//! The `globe` binary: a window showing the procedural Earth and galaxy.
//!
//! Configuration is loaded from `config.ron` and can be overridden via CLI flags.
//! Run with `cargo run -p globe-app -- --seed 42` for a reproducible scene, or
//! `--dump-textures <DIR>` to write the synthesized maps and exit. Press F5 to
//! re-read `config.ron` without restarting.

use std::process::ExitCode;

use clap::Parser;
use globe_app::ConfigSource;
use globe_config::{CliArgs, Config, default_config_dir};
use tracing::{error, info};

fn main() -> ExitCode {
    let args = CliArgs::parse();

    let config_dir = match args.config.clone().map_or_else(default_config_dir, Ok) {
        Ok(dir) => dir,
        Err(e) => {
            eprintln!("Failed to resolve config directory: {e}");
            return ExitCode::FAILURE;
        }
    };

    let file_config = Config::load_or_create(&config_dir).unwrap_or_else(|e| {
        eprintln!("Failed to load config: {e}, using defaults");
        Config::default()
    });
    let mut config = file_config.clone();
    config.apply_cli_overrides(&args);

    let log_dir = config_dir.join("logs");
    globe_log::init_logging(Some(&log_dir), cfg!(debug_assertions), Some(&config));
    info!("Config directory: {}", config_dir.display());

    if let Some(dir) = &args.dump_textures {
        return match globe_app::dump_textures(dir, config.scene.seed) {
            Ok(seed) => {
                info!("Wrote textures for seed {seed} to {}", dir.display());
                ExitCode::SUCCESS
            }
            Err(e) => {
                error!("Texture dump failed: {e}");
                ExitCode::FAILURE
            }
        };
    }

    let source = ConfigSource::new(config_dir, file_config, args);
    match globe_app::run(config, Some(source)) {
        Ok(()) => ExitCode::SUCCESS,
        Err(e) => {
            error!("Globe exited with error: {e}");
            ExitCode::FAILURE
        }
    }
}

What is being asked ::
Search the listing for "CliArgs" and show every line where it occurs.

Reply ::
use globe_config::{CliArgs, Config, default_config_dir};
    let args = CliArgs::parse();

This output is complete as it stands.